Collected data
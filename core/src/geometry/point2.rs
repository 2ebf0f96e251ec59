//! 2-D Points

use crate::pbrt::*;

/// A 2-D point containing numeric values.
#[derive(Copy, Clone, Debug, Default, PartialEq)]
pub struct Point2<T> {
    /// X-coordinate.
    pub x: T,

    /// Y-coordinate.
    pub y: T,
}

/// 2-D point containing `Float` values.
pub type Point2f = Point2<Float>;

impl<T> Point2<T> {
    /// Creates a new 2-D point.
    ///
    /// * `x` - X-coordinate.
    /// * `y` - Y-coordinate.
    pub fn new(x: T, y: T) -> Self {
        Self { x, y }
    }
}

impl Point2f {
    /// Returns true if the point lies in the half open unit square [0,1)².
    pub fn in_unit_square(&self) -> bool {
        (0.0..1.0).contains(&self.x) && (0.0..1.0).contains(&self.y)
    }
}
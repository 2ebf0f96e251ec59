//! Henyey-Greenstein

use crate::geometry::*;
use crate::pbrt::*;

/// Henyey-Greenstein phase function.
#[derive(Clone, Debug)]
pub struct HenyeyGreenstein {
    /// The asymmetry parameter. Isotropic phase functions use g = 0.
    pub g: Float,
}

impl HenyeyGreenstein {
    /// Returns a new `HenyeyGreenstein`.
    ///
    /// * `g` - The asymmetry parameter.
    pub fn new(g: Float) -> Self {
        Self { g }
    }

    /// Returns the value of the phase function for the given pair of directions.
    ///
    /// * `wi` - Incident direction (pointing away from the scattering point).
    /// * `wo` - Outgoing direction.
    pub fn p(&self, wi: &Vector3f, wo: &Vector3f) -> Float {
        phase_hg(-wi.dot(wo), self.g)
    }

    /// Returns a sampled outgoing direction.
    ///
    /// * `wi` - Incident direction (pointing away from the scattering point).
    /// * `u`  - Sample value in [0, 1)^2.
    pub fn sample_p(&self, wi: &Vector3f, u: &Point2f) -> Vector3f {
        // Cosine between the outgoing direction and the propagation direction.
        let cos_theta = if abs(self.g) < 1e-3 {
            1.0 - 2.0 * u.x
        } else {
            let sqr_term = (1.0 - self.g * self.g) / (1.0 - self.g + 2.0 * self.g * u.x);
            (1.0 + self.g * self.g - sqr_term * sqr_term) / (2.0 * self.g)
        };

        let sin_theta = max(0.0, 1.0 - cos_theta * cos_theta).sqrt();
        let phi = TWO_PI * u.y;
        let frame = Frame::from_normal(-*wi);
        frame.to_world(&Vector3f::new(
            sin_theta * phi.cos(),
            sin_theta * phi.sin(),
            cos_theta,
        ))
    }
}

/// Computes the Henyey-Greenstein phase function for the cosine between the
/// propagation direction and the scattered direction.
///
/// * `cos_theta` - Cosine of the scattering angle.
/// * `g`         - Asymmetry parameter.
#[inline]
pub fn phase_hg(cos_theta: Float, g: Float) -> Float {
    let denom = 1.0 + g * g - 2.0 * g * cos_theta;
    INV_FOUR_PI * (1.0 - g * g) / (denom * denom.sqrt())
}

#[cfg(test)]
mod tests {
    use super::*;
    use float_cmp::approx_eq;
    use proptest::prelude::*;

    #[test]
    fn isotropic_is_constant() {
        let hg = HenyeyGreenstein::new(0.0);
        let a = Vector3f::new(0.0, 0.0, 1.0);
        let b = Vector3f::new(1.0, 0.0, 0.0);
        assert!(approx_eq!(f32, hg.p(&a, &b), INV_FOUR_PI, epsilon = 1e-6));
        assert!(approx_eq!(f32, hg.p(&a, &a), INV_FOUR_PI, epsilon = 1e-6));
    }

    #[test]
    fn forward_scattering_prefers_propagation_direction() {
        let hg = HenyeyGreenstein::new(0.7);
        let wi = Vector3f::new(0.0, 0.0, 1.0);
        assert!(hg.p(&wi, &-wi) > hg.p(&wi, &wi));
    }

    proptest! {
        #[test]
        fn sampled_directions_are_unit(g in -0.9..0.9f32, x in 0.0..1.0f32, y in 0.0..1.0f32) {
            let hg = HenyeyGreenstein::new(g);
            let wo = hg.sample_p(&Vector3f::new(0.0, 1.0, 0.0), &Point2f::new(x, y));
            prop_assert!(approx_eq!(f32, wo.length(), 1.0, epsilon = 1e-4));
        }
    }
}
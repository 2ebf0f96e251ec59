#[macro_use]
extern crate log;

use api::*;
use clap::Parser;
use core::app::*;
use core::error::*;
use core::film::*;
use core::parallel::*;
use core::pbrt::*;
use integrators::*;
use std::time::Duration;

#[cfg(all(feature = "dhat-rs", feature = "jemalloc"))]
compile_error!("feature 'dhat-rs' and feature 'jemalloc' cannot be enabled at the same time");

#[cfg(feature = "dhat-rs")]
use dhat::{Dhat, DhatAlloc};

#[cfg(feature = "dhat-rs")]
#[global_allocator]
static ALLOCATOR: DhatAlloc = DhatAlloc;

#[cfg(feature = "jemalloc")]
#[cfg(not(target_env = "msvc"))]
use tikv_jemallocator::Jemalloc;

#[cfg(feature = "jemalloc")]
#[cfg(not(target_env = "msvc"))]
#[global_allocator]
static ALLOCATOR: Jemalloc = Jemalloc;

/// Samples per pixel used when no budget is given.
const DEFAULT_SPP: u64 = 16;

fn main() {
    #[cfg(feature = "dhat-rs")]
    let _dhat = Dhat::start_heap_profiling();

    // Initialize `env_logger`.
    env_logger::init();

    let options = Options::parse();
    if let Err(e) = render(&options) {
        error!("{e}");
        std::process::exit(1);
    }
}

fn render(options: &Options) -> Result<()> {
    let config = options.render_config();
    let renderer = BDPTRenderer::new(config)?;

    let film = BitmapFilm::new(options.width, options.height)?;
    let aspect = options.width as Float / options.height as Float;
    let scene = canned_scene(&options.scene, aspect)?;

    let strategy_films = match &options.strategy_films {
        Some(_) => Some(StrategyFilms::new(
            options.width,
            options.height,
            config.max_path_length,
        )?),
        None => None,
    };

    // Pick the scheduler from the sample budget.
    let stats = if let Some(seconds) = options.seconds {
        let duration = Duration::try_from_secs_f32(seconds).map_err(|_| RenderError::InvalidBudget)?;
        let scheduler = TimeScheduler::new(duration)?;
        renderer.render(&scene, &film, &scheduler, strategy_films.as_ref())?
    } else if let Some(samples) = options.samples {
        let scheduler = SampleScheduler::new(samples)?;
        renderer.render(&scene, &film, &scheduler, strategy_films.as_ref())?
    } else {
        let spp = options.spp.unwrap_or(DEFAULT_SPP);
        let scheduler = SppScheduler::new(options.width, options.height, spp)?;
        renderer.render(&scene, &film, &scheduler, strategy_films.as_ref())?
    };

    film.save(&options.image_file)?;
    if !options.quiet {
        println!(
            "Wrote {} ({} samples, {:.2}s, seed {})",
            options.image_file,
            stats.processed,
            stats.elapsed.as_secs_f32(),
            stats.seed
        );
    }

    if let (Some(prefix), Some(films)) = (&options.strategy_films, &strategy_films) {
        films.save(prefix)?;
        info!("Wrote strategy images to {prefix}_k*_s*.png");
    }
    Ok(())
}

Task to complete | An exact copy of the data is needed.

Response below |
filename core/src/geometry/point2.rs
repository 2ebf0f96e251ec59
//! 2-D Points

use crate::pbrt::*;

/// A 2-D point containing numeric values.
#[derive(Copy, Clone, Debug, Default, PartialEq)]
pub struct Point2<T> {
    /// X-coordinate.
    pub x: T,

    /// Y-coordinate.
    pub y: T,
}

/// 2-D point containing `Float` values.
pub type Point2f = Point2<Float>;

impl<T> Point2<T> {
    /// Creates a new 2-D point.
    ///
    /// * `x` - X-coordinate.
    /// * `y` - Y-coordinate.
    pub fn new(x: T, y: T) -> Self {
        Self { x, y }
    }
}

impl Point2f {
    /// Returns true if the point lies in the half open unit square [0,1)².
    pub fn in_unit_square(&self) -> bool {
        (0.0..1.0).contains(&self.x) && (0.0..1.0).contains(&self.y)
    }
}
repository 2ebf0f96e251ec59
//! Henyey-Greenstein

use crate::geometry::*;
use crate::pbrt::*;

/// Henyey-Greenstein phase function.
#[derive(Clone, Debug)]
pub struct HenyeyGreenstein {
    /// The asymmetry parameter. Isotropic phase functions use g = 0.
    pub g: Float,
}

impl HenyeyGreenstein {
    /// Returns a new `HenyeyGreenstein`.
    ///
    /// * `g` - The asymmetry parameter.
    pub fn new(g: Float) -> Self {
        Self { g }
    }

    /// Returns the value of the phase function for the given pair of directions.
    ///
    /// * `wi` - Incident direction (pointing away from the scattering point).
    /// * `wo` - Outgoing direction.
    pub fn p(&self, wi: &Vector3f, wo: &Vector3f) -> Float {
        phase_hg(-wi.dot(wo), self.g)
    }

    /// Returns a sampled outgoing direction.
    ///
    /// * `wi` - Incident direction (pointing away from the scattering point).
    /// * `u`  - Sample value in [0, 1)^2.
    pub fn sample_p(&self, wi: &Vector3f, u: &Point2f) -> Vector3f {
        // Cosine between the outgoing direction and the propagation direction.
        let cos_theta = if abs(self.g) < 1e-3 {
            1.0 - 2.0 * u.x
        } else {
            let sqr_term = (1.0 - self.g * self.g) / (1.0 - self.g + 2.0 * self.g * u.x);
            (1.0 + self.g * self.g - sqr_term * sqr_term) / (2.0 * self.g)
        };

        let sin_theta = max(0.0, 1.0 - cos_theta * cos_theta).sqrt();
        let phi = TWO_PI * u.y;
        let frame = Frame::from_normal(-*wi);
        frame.to_world(&Vector3f::new(
            sin_theta * phi.cos(),
            sin_theta * phi.sin(),
            cos_theta,
        ))
    }
}

/// Computes the Henyey-Greenstein phase function for the cosine between the
/// propagation direction and the scattered direction.
///
/// * `cos_theta` - Cosine of the scattering angle.
/// * `g`         - Asymmetry parameter.
#[inline]
pub fn phase_hg(cos_theta: Float, g: Float) -> Float {
    let denom = 1.0 + g * g - 2.0 * g * cos_theta;
    INV_FOUR_PI * (1.0 - g * g) / (denom * denom.sqrt())
}

#[cfg(test)]
mod tests {
    use super::*;
    use float_cmp::approx_eq;
    use proptest::prelude::*;

    #[test]
    fn isotropic_is_constant() {
        let hg = HenyeyGreenstein::new(0.0);
        let a = Vector3f::new(0.0, 0.0, 1.0);
        let b = Vector3f::new(1.0, 0.0, 0.0);
        assert!(approx_eq!(f32, hg.p(&a, &b), INV_FOUR_PI, epsilon = 1e-6));
        assert!(approx_eq!(f32, hg.p(&a, &a), INV_FOUR_PI, epsilon = 1e-6));
    }

    #[test]
    fn forward_scattering_prefers_propagation_direction() {
        let hg = HenyeyGreenstein::new(0.7);
        let wi = Vector3f::new(0.0, 0.0, 1.0);
        assert!(hg.p(&wi, &-wi) > hg.p(&wi, &wi));
    }

    proptest! {
        #[test]
        fn sampled_directions_are_unit(g in -0.9..0.9f32, x in 0.0..1.0f32, y in 0.0..1.0f32) {
            let hg = HenyeyGreenstein::new(g);
            let wo = hg.sample_p(&Vector3f::new(0.0, 1.0, 0.0), &Point2f::new(x, y));
            prop_assert!(approx_eq!(f32, wo.length(), 1.0, epsilon = 1e-4));
        }
    }
}
repository 2ebf0f96e251ec59
#[macro_use]
extern crate log;

use api::*;
use clap::Parser;
use core::app::*;
use core::error::*;
use core::film::*;
use core::parallel::*;
use core::pbrt::*;
use integrators::*;
use std::time::Duration;

#[cfg(all(feature = "dhat-rs", feature = "jemalloc"))]
compile_error!("feature 'dhat-rs' and feature 'jemalloc' cannot be enabled at the same time");

#[cfg(feature = "dhat-rs")]
use dhat::{Dhat, DhatAlloc};

#[cfg(feature = "dhat-rs")]
#[global_allocator]
static ALLOCATOR: DhatAlloc = DhatAlloc;

#[cfg(feature = "jemalloc")]
#[cfg(not(target_env = "msvc"))]
use tikv_jemallocator::Jemalloc;

#[cfg(feature = "jemalloc")]
#[cfg(not(target_env = "msvc"))]
#[global_allocator]
static ALLOCATOR: Jemalloc = Jemalloc;

/// Samples per pixel used when no budget is given.
const DEFAULT_SPP: u64 = 16;

fn main() {
    #[cfg(feature = "dhat-rs")]
    let _dhat = Dhat::start_heap_profiling();

    // Initialize `env_logger`.
    env_logger::init();

    let options = Options::parse();
    if let Err(e) = render(&options) {
        error!("{e}");
        std::process::exit(1);
    }
}

fn render(options: &Options) -> Result<()> {
    let config = options.render_config();
    let renderer = BDPTRenderer::new(config)?;

    let film = BitmapFilm::new(options.width, options.height)?;
    let aspect = options.width as Float / options.height as Float;
    let scene = canned_scene(&options.scene, aspect)?;

    let strategy_films = match &options.strategy_films {
        Some(_) => Some(StrategyFilms::new(
            options.width,
            options.height,
            config.max_path_length,
        )?),
        None => None,
    };

    // Pick the scheduler from the sample budget.
    let stats = if let Some(seconds) = options.seconds {
        let duration = Duration::try_from_secs_f32(seconds).map_err(|_| RenderError::InvalidBudget)?;
        let scheduler = TimeScheduler::new(duration)?;
        renderer.render(&scene, &film, &scheduler, strategy_films.as_ref())?
    } else if let Some(samples) = options.samples {
        let scheduler = SampleScheduler::new(samples)?;
        renderer.render(&scene, &film, &scheduler, strategy_films.as_ref())?
    } else {
        let spp = options.spp.unwrap_or(DEFAULT_SPP);
        let scheduler = SppScheduler::new(options.width, options.height, spp)?;
        renderer.render(&scene, &film, &scheduler, strategy_films.as_ref())?
    };

    film.save(&options.image_file)?;
    if !options.quiet {
        println!(
            "Wrote {} ({} samples, {:.2}s, seed {})",
            options.image_file,
            stats.processed,
            stats.elapsed.as_secs_f32(),
            stats.seed
        );
    }

    if let (Some(prefix), Some(films)) = (&options.strategy_films, &strategy_films) {
        films.save(prefix)?;
        info!("Wrote strategy images to {prefix}_k*_s*.png");
    }
    Ok(())
}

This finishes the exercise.